Judge Contreras also voiced concerns regarding the State Department’s refusal to provide any information about the Clinton email issue:

But I am a little bit mystified that the government is not more forthcoming in just answering questions that will help this case proceed on a systematic basis, and on a basis that will allow everyone to get the answers that will eventually help resolve these cases…

This one court hearing shows that Hillary Clinton and her co-conspirators in the State Department will have to account for each and every email on Hillary Clinton’s notorious email system. That’s encouraging. It’s become clear now to the public at large that Hillary Clinton has been telling fairy tales about the missing emails that are beginning to unravel. “Nothing Mrs. Clinton has said so far on the subject is correct,” The Wall Street Journal’s Kimberly Strassel has charitably observed.

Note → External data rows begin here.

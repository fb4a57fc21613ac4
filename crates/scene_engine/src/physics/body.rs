//! Collision bodies and the collision response policy
//!
//! A body is a scene node that carries one [`CollisionShape`] and one
//! [`CollisionLayers`] set. What happens when two bodies overlap depends only
//! on the pair of [`BodyKind`] tags, decided in [`collision_response`].

use crate::foundation::collections::NodeId;
use crate::scene::{SceneError, SceneGraph};
use super::collision::CollisionShape;
use super::collision_layers::CollisionLayers;

/// Behavioral variant of a body, fixed at construction
#[derive(Debug, Clone, Copy, PartialEq, Eq, Hash)]
pub enum BodyKind {
    /// Pushed out of statics entirely, shares separation with other dynamics
    Dynamic,
    /// Never moved by dynamics; shares separation with other statics
    Static,
    /// Never moves anything; records who overlapped it this frame
    Area,
}

/// What a body does in response to touching another body
#[derive(Debug, Clone, Copy, PartialEq)]
pub enum CollisionResponse {
    /// Move by `fraction` of this body's own minimum translation vector
    Displace {
        /// Share of the MTV to apply
        fraction: f32,
    },
    /// Remember the other body in this frame's contact list
    Record,
    /// Do nothing
    Ignore,
}

/// Response policy for a body of kind `own` touching a body of kind `other`
///
/// | own \ other | Dynamic  | Static   | Area   |
/// |-------------|----------|----------|--------|
/// | Dynamic     | ½ MTV    | full MTV | -      |
/// | Static      | -        | ½ MTV    | -      |
/// | Area        | record   | record   | record |
///
/// Each side of a pair applies its own MTV, computed when its turn comes.
/// The two halves are therefore not mirror images and the split is not
/// physically symmetric.
pub fn collision_response(own: BodyKind, other: BodyKind) -> CollisionResponse {
    match (own, other) {
        (BodyKind::Area, _) => CollisionResponse::Record,
        (BodyKind::Dynamic, BodyKind::Static) => CollisionResponse::Displace { fraction: 1.0 },
        (BodyKind::Dynamic, BodyKind::Dynamic) | (BodyKind::Static, BodyKind::Static) => {
            CollisionResponse::Displace { fraction: 0.5 }
        }
        (BodyKind::Static, BodyKind::Dynamic) | (_, BodyKind::Area) => CollisionResponse::Ignore,
    }
}

/// Collision data attached to a scene node
#[derive(Debug, Clone, PartialEq)]
pub struct CollisionBody {
    kind: BodyKind,
    shape: CollisionShape,
    layers: CollisionLayers,
    contacts: Vec<NodeId>,
}

impl CollisionBody {
    /// Create a body of the given kind
    pub fn new(kind: BodyKind, shape: CollisionShape, layers: CollisionLayers) -> Self {
        Self {
            kind,
            shape,
            layers,
            contacts: Vec::new(),
        }
    }

    /// Dynamic body on the default layers
    pub fn dynamic(shape: CollisionShape) -> Self {
        Self::new(BodyKind::Dynamic, shape, CollisionLayers::default())
    }

    /// Static body on the default layers
    pub fn fixed(shape: CollisionShape) -> Self {
        Self::new(BodyKind::Static, shape, CollisionLayers::default())
    }

    /// Area on the default layers
    pub fn area(shape: CollisionShape) -> Self {
        Self::new(BodyKind::Area, shape, CollisionLayers::default())
    }

    /// Replace the layer set (builder pattern)
    pub fn with_layers(mut self, layers: CollisionLayers) -> Self {
        self.layers = layers;
        self
    }

    /// Behavioral variant
    pub fn kind(&self) -> BodyKind {
        self.kind
    }

    /// Collision shape
    pub fn shape(&self) -> &CollisionShape {
        &self.shape
    }

    pub(crate) fn shape_mut(&mut self) -> &mut CollisionShape {
        &mut self.shape
    }

    /// Layer set
    pub fn layers(&self) -> &CollisionLayers {
        &self.layers
    }

    /// Mutable layer set
    pub fn layers_mut(&mut self) -> &mut CollisionLayers {
        &mut self.layers
    }

    /// Bodies that touched this area during the last completed collision pass
    ///
    /// Always empty for non-area bodies.
    pub fn colliding_bodies(&self) -> &[NodeId] {
        &self.contacts
    }

    pub(crate) fn clear_contacts(&mut self) {
        self.contacts.clear();
    }
}

// Body-level operations need the whole graph: shapes resolve their world
// placement through the owner chain and responses move nodes.
impl SceneGraph {
    /// True when the two bodies share a layer and their shapes overlap
    ///
    /// Layers are checked first; disjoint layers skip the geometry test.
    pub fn is_colliding_with(&self, a: NodeId, b: NodeId) -> Result<bool, SceneError> {
        let body_a = self.body(a)?;
        let body_b = self.body(b)?;
        if !body_a.layers.overlaps(&body_b.layers) {
            return Ok(false);
        }
        Ok(body_a.shape.intersects(&body_b.shape, self))
    }

    /// Apply `a`'s response to touching `b`, then run `a`'s behavior hook
    ///
    /// Positions are only ever changed on `a`. Displacement is applied to the
    /// local position. The caller is expected to have checked
    /// [`is_colliding_with`](SceneGraph::is_colliding_with).
    pub fn on_collision(&mut self, a: NodeId, b: NodeId) -> Result<(), SceneError> {
        let body_a = self.body(a)?;
        let body_b = self.body(b)?;

        match collision_response(body_a.kind, body_b.kind) {
            CollisionResponse::Displace { fraction } => {
                let mtv = body_a.shape.minimum_translation_vector(&body_b.shape, self);
                self.translate(a, mtv * fraction)?;
            }
            CollisionResponse::Record => self.body_mut(a)?.contacts.push(b),
            CollisionResponse::Ignore => {}
        }

        if let Some(mut behavior) = self.node_mut(a)?.behavior.take() {
            behavior.on_collision(a, b, self);
            self.restore_behavior(a, behavior);
        }
        Ok(())
    }

    /// Contact list of an area body
    pub fn colliding_bodies(&self, area: NodeId) -> Result<&[NodeId], SceneError> {
        Ok(self.body(area)?.colliding_bodies())
    }
}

Again, the reckoning is coming.

The court also seemed to reject the Obama administration’s contention that responding to Judicial Watch’s lawsuit in a timely way would derail its compliance with Judge Contreras’ order in another lawsuit (Leopold v. U.S. Department of State, (15-00123)) requiring that the 55,000 pages of Clinton email records be searched and produced under FOIA by January 2016:

My order in Leopold was based on numbers and percentages. To the extent that documents from that universe are produced in this case, they qualify for the numbers in Leopold, don’t they? So that they’re not mutually exclusive from a resource standpoint, are they?

The judge then said his “inclination is to have a search done of the Clinton e-mail database that’s digitized and searchable for this relatively narrow, in my view, relatively narrow request.”

A separate and ongoing Judicial Watch lawsuit forced the disclosure last year of documents that provided a road map for over 200 conflict-of-interest rulings that led to $48 million for the Clinton Foundation and other Clinton-connected entities during Hillary Clinton’s tenure as secretary of state. Previously disclosed documents in this lawsuit, for example, raise questions about funds Clinton accepted from entities linked to Saudi Arabia, China and Iran, among others. Judicial Watch and The Washington Examiner partnered in the first story to break the Clinton conflicts scandal: “State Department approved 215 Bill Clinton speeches, controversial consulting deal, worth $48m; Hillary Clinton’s Chief of Staff copied on all decisions.”

You can see why the State Department and the Clinton operation have been trying to play a rope-a-dope obstruction game with Judicial Watch, courts and Congress for these emails. But it won’t work.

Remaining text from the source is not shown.